In practice, whilst keeping data safe and secure inside an office is one thing, keeping it safe outside the office can be more challenging. Here are some useful tips on how to keep yourself and your organisation safe from a data protection and cyber security perspective when working from home:
Use an encrypted, password-protected laptop
When working out of the office, the best practice, whenever possible, is to use your work laptop. Make sure it is encrypted with a strong password in case it gets lost or stolen. Avoid sending any sensitive data to your own personal email address, where it is more vulnerable to data breaches
Make sure you are protected
Whether using a work or personal laptop, ensure that they are protected with the latest anti-virus and anti-malware software. Doing so will protect you from the latest threats and ever-changing array of viruses and malware that can attack your computer.
Use strong passwords
Make sure your computer and all accounts are protected with strong passwords and/or a two-step authentication process.

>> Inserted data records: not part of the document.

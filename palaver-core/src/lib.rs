//! Palaver core: session and signaling orchestration for a real-time
//! group communication server.
//!
//! Peers connect over a persistent duplex channel, join named rooms,
//! exchange chat messages, and negotiate media sessions routed through a
//! shared media engine. This crate owns the protocol state machine —
//! rooms, peers, transports, producers, consumers and the cascades between
//! them — and talks to the engine only through the narrow facade in
//! [`media`]. Network I/O lives in the `palaver-api` crate.

pub mod cascade;
pub mod config;
pub mod error;
pub mod hub;
pub mod ids;
pub mod logging;
pub mod media;
pub mod peer;
pub mod room;
pub mod signaling;

#[cfg(test)]
pub mod test_helpers;

pub use config::Config;
pub use error::{Error, Result};
pub use hub::SessionHub;
//! Health check endpoints
//!
//! Provides simple health check for monitoring probes.

use axum::{response::IntoResponse, routing::get, Router};

use crate::AppState;

/// Health check router
pub fn create_health_router() -> Router<AppState> {
    Router::new().route("/healthz", get(health_check))
}

/// Basic health check (always returns OK if server is running)
pub async fn health_check() -> impl IntoResponse {
    "OK"
}
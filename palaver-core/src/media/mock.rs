//! In-memory media engine
//!
//! Implements the full facade without touching the network: ids are
//! process-local, producers are tracked per router so `can_consume` really
//! inspects the candidate capabilities, and every failure path can be
//! injected. The test suite runs against this engine, and so does the
//! server when `media.engine = "mock"` (the default; codec negotiation and
//! RTP/DTLS mechanics live in an external engine behind the same traits).

use std::collections::HashMap;
use std::sync::atomic::{AtomicBool, AtomicU64, Ordering};
use std::sync::Arc;

use async_trait::async_trait;
use parking_lot::Mutex;
use serde_json::json;

use crate::config::CodecCapability;
use crate::ids::{ConsumerId, ProducerId, TransportId};
use crate::media::{
    DtlsParameters, MediaConsumer, MediaEngine, MediaKind, MediaProducer, MediaRouter,
    MediaTransport, MediaWorker, RtpCapabilities, RtpParameters, TransportOptions,
    TransportParams, WorkerSettings,
};
use crate::{Error, Result};

#[derive(Default)]
struct EngineState {
    counter: AtomicU64,
    fail_transports: AtomicBool,
    fail_produce: AtomicBool,
    fail_consume: AtomicBool,
}

impl EngineState {
    fn next_id(&self, prefix: &str) -> String {
        let n = self.counter.fetch_add(1, Ordering::Relaxed) + 1;
        format!("{prefix}-{n}")
    }
}

/// In-memory implementation of [`MediaEngine`].
#[derive(Clone, Default)]
pub struct MockMediaEngine {
    state: Arc<EngineState>,
}

impl MockMediaEngine {
    #[must_use]
    pub fn new() -> Self {
        Self::default()
    }

    /// Make every subsequent `create_transport` fail.
    pub fn set_fail_transports(&self, fail: bool) {
        self.state.fail_transports.store(fail, Ordering::Relaxed);
    }

    /// Make every subsequent `produce` fail.
    pub fn set_fail_produce(&self, fail: bool) {
        self.state.fail_produce.store(fail, Ordering::Relaxed);
    }

    /// Make every subsequent `consume` fail.
    pub fn set_fail_consume(&self, fail: bool) {
        self.state.fail_consume.store(fail, Ordering::Relaxed);
    }
}

#[async_trait]
impl MediaEngine for MockMediaEngine {
    async fn create_worker(&self, _settings: &WorkerSettings) -> Result<Arc<dyn MediaWorker>> {
        Ok(Arc::new(MockWorker {
            state: Arc::clone(&self.state),
        }))
    }
}

struct MockWorker {
    state: Arc<EngineState>,
}

#[async_trait]
impl MediaWorker for MockWorker {
    async fn create_router(&self, codecs: &[CodecCapability]) -> Result<Arc<dyn MediaRouter>> {
        Ok(Arc::new(MockRouter {
            state: Arc::clone(&self.state),
            codecs: codecs.to_vec(),
            producers: Arc::new(Mutex::new(HashMap::new())),
        }))
    }
}

struct MockRouter {
    state: Arc<EngineState>,
    codecs: Vec<CodecCapability>,
    /// Producer id -> media kind, shared with the transports of this router.
    producers: Arc<Mutex<HashMap<ProducerId, MediaKind>>>,
}

#[async_trait]
impl MediaRouter for MockRouter {
    fn rtp_capabilities(&self) -> RtpCapabilities {
        let codecs: Vec<serde_json::Value> = self
            .codecs
            .iter()
            .map(|c| {
                json!({
                    "kind": c.kind,
                    "mimeType": c.mime_type,
                    "clockRate": c.clock_rate,
                    "channels": c.channels,
                })
            })
            .collect();
        RtpCapabilities(json!({ "codecs": codecs }))
    }

    fn can_consume(&self, producer_id: &ProducerId, capabilities: &RtpCapabilities) -> bool {
        let Some(kind) = self.producers.lock().get(producer_id).copied() else {
            return false;
        };

        capabilities.0["codecs"]
            .as_array()
            .is_some_and(|codecs| codecs.iter().any(|c| c["kind"] == kind.codec_kind()))
    }

    async fn create_transport(
        &self,
        options: &TransportOptions,
    ) -> Result<Arc<dyn MediaTransport>> {
        if self.state.fail_transports.load(Ordering::Relaxed) {
            return Err(Error::Engine("transport allocation refused".to_string()));
        }

        let id = TransportId::from(self.state.next_id("transport"));
        Ok(Arc::new(MockTransport {
            id,
            state: Arc::clone(&self.state),
            producers: Arc::clone(&self.producers),
            options: options.clone(),
            connected: AtomicBool::new(false),
            closed: AtomicBool::new(false),
        }))
    }
}

struct MockTransport {
    id: TransportId,
    state: Arc<EngineState>,
    producers: Arc<Mutex<HashMap<ProducerId, MediaKind>>>,
    options: TransportOptions,
    connected: AtomicBool,
    closed: AtomicBool,
}

impl MockTransport {
    fn ensure_open(&self) -> Result<()> {
        if self.closed.load(Ordering::Relaxed) {
            return Err(Error::Engine(format!("transport {} is closed", self.id)));
        }
        Ok(())
    }
}

#[async_trait]
impl MediaTransport for MockTransport {
    fn id(&self) -> TransportId {
        self.id.clone()
    }

    fn params(&self) -> TransportParams {
        let address = self
            .options
            .announced_ip
            .clone()
            .unwrap_or_else(|| self.options.listen_ip.clone());
        TransportParams {
            id: self.id.clone(),
            ice_parameters: json!({
                "usernameFragment": format!("frag-{}", self.id),
                "password": format!("pass-{}", self.id),
            }),
            ice_candidates: json!([{ "ip": address, "protocol": "udp" }]),
            dtls_parameters: json!({ "role": "auto" }),
        }
    }

    async fn connect(&self, _dtls_parameters: DtlsParameters) -> Result<()> {
        self.ensure_open()?;
        self.connected.store(true, Ordering::Relaxed);
        Ok(())
    }

    async fn produce(
        &self,
        kind: MediaKind,
        _rtp_parameters: RtpParameters,
    ) -> Result<Arc<dyn MediaProducer>> {
        self.ensure_open()?;
        if self.state.fail_produce.load(Ordering::Relaxed) {
            return Err(Error::Engine("produce refused".to_string()));
        }

        let id = ProducerId::from(self.state.next_id("producer"));
        self.producers.lock().insert(id.clone(), kind);
        Ok(Arc::new(MockProducer {
            id,
            kind,
            producers: Arc::clone(&self.producers),
        }))
    }

    async fn consume(
        &self,
        producer_id: &ProducerId,
        _capabilities: &RtpCapabilities,
    ) -> Result<Arc<dyn MediaConsumer>> {
        self.ensure_open()?;
        if self.state.fail_consume.load(Ordering::Relaxed) {
            return Err(Error::Engine("consume refused".to_string()));
        }

        let Some(kind) = self.producers.lock().get(producer_id).copied() else {
            return Err(Error::Engine(format!("unknown producer {producer_id}")));
        };

        Ok(Arc::new(MockConsumer {
            id: ConsumerId::from(self.state.next_id("consumer")),
            kind,
            producer_id: producer_id.clone(),
        }))
    }

    async fn close(&self) {
        self.closed.store(true, Ordering::Relaxed);
    }
}

struct MockProducer {
    id: ProducerId,
    kind: MediaKind,
    producers: Arc<Mutex<HashMap<ProducerId, MediaKind>>>,
}

#[async_trait]
impl MediaProducer for MockProducer {
    fn id(&self) -> ProducerId {
        self.id.clone()
    }

    fn kind(&self) -> MediaKind {
        self.kind
    }

    async fn close(&self) {
        self.producers.lock().remove(&self.id);
    }
}

struct MockConsumer {
    id: ConsumerId,
    kind: MediaKind,
    producer_id: ProducerId,
}

#[async_trait]
impl MediaConsumer for MockConsumer {
    fn id(&self) -> ConsumerId {
        self.id.clone()
    }

    fn kind(&self) -> MediaKind {
        self.kind
    }

    fn producer_id(&self) -> ProducerId {
        self.producer_id.clone()
    }

    fn rtp_parameters(&self) -> RtpParameters {
        RtpParameters(json!({
            "consumerId": self.id.as_str(),
            "producerId": self.producer_id.as_str(),
        }))
    }

    async fn close(&self) {}
}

Avoid downloads use intranet instead
Avoid downloading sensitive data to your laptop, in case the laptop gets lost or stolen. Accessing data by securely logging into the organisation’s intranet is the best option.
Keep your work hidden
Never leave a screen on when there is a risk that sensitive data could be seen by others. Printing out personal data is also not a good idea, as papers can go missing or fall into the wrong hands.
Remember to report
Always report potential data breaches as soon as they happen. Data protection law requires you to notify the ICO of a breach within 72 hours from when it happened.
Reasonable and pragmatic approach
The take-away point from the guidance is that the ICO will take into account “the compelling public interest in the current public health emergency” and will take a “reasonable and pragmatic” approach to enforcing data protection obligations.
Most importantly, although the guidance states that the ICO cannot modify statutory timescales, such as the duty to report a breach within 72 hours, it will not take regulatory action by penalising organisations that it knows need to prioritise other areas or adapt their usual approach.